David Williams, 54, of Studio City, a licensed securities dealer and investment adviser, pleaded guilty yesterday before United States District Judge Dale S. Fischer. Williams pleaded guilty in the midst of a jury trial to three counts of wire fraud and two counts of tax evasion.

In a plea agreement filed with the court yesterday, Williams admitted that he directed Morgan Peabody representatives to sell securities in a fund that Williams personally had created, purportedly to invest in real estate. The Sherwood Secured Investment Fund, LLC, a Studio City business that Williams owned, offered a 9 percent annual return on investments.

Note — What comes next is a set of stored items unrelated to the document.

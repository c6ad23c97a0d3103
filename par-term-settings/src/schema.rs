//! Settings schemas: loading, validation and key-path resolution.
//!
//! A schema file is YAML:
//!
//! ```yaml
//! schemas:
//!   - id: org.par-term
//!     path: /org/par-term/
//!     keys:
//!       - name: theme
//!         type: s
//!         default: system
//!         range: { choices: [system, dark, light] }
//!     children:
//!       - name: keybindings
//!         schema: org.par-term.Keybindings
//! mounts:
//!   - path: /org/par-term/profiles:/
//!     schema: org.par-term.Profile
//! ```
//!
//! Schemas without a `path` are relocatable: they only appear below a parent
//! schema's `children` or as instances of a `mount`, where every direct
//! sub-directory of the mount path is one instance.

use std::collections::{BTreeMap, BTreeSet};
use std::fs;
use std::path::{Path, PathBuf};

use serde::Deserialize;
use serde_yaml_ng::Value as Yaml;

use crate::error::SettingsError;
use crate::value::{Value, ValueType};
use crate::{PATH_SEPARATOR, is_dir, split_key};

/// Schema file compiled into the binary; the trusted reference source.
pub const BUNDLED_SCHEMA: &str = include_str!("../schemas/org.par-term.yaml");

/// Environment variable that overrides installed-schema discovery.
pub const SCHEMA_DIR_ENV: &str = "PAR_TERM_SCHEMA_DIR";

/// System-wide schema directory, the last discovery candidate.
pub const SYSTEM_SCHEMA_DIR: &str = "/usr/share/par-term/schemas";

/// Nesting bound when expanding child schemas.
const MAX_CHILD_DEPTH: usize = 16;

// ============================================================================
// Model
// ============================================================================

/// Constraint on the values a key may hold.
#[derive(Debug, Clone, PartialEq)]
pub enum KeyRange {
    /// Any value of the key's type.
    Any,
    /// One of an enumerated set.
    Choices(Vec<Value>),
    /// A closed numeric interval.
    Interval { min: Value, max: Value },
}

impl KeyRange {
    /// Short name of the constraint kind, used in diagnostics.
    pub fn kind(&self) -> &'static str {
        match self {
            KeyRange::Any => "type",
            KeyRange::Choices(_) => "enum",
            KeyRange::Interval { .. } => "range",
        }
    }

    pub fn contains(&self, value: &Value) -> bool {
        match self {
            KeyRange::Any => true,
            KeyRange::Choices(choices) => choices.contains(value),
            KeyRange::Interval { min, max } => {
                matches!(
                    min.compare_numeric(value),
                    Some(std::cmp::Ordering::Less | std::cmp::Ordering::Equal)
                ) && matches!(
                    value.compare_numeric(max),
                    Some(std::cmp::Ordering::Less | std::cmp::Ordering::Equal)
                )
            }
        }
    }
}

#[derive(Debug, Clone, PartialEq)]
pub struct SchemaKey {
    pub name: String,
    pub value_type: ValueType,
    pub default: Value,
    pub range: KeyRange,
    pub summary: Option<String>,
}

impl SchemaKey {
    /// Whether `value` has this key's type and lies within its range.
    pub fn accepts(&self, value: &Value) -> bool {
        value.value_type() == self.value_type && self.range.contains(value)
    }
}

/// A named child namespace of a schema.
#[derive(Debug, Clone, PartialEq, Eq)]
pub struct SchemaChild {
    pub name: String,
    pub schema_id: String,
}

#[derive(Debug, Clone, PartialEq)]
pub struct Schema {
    pub id: String,
    /// Fixed storage path, `None` for relocatable schemas.
    pub path: Option<String>,
    pub keys: Vec<SchemaKey>,
    pub children: Vec<SchemaChild>,
}

impl Schema {
    pub fn key(&self, name: &str) -> Option<&SchemaKey> {
        self.keys.iter().find(|k| k.name == name)
    }

    pub fn child(&self, name: &str) -> Option<&SchemaChild> {
        self.children.iter().find(|c| c.name == name)
    }
}

/// A directory whose sub-directories are instances of a relocatable schema.
#[derive(Debug, Clone, PartialEq, Eq)]
pub struct Mount {
    pub path: String,
    pub schema_id: String,
}

/// A set of schemas loaded from one place.
#[derive(Debug, Clone, PartialEq)]
pub struct SchemaSource {
    origin: String,
    schemas: BTreeMap<String, Schema>,
    mounts: Vec<Mount>,
}

// ----------------------------------------------------------------------------
// File format
// ----------------------------------------------------------------------------

#[derive(Debug, Deserialize)]
struct SchemaFile {
    #[serde(default)]
    schemas: Vec<SchemaDoc>,
    #[serde(default)]
    mounts: Vec<MountDoc>,
}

However, as he admitted in the plea agreement, Williams used the majority of investor money from the Sherwood Fund to pay for personal expenses, including a lease on a $6 million residence in Toluca Lake.

Between June 2007 and April 2008, Williams fraudulently obtained more than $3.75 million from approximately 60 investors as a result of the Sherwood Fund offering.

In his plea agreement, Williams admitted that he used investor money for personal purposes and committed tax evasion by failing to file returns with the IRS for tax years 2007 and 2008, and failing to report the more than $2.3 million in income he received. Williams has agreed to pay additional taxes of $777,881 for those tax years, as well as the civil fraud penalty and interest.

Williams is scheduled to be sentenced by Judge Fisher on September 28. At sentencing, Williams faces a statutory maximum sentence of 70 years in federal prison.

The investigation into Williams’ scheme was conducted by special agents with the Federal Bureau of Investigation and IRS—Criminal Investigation.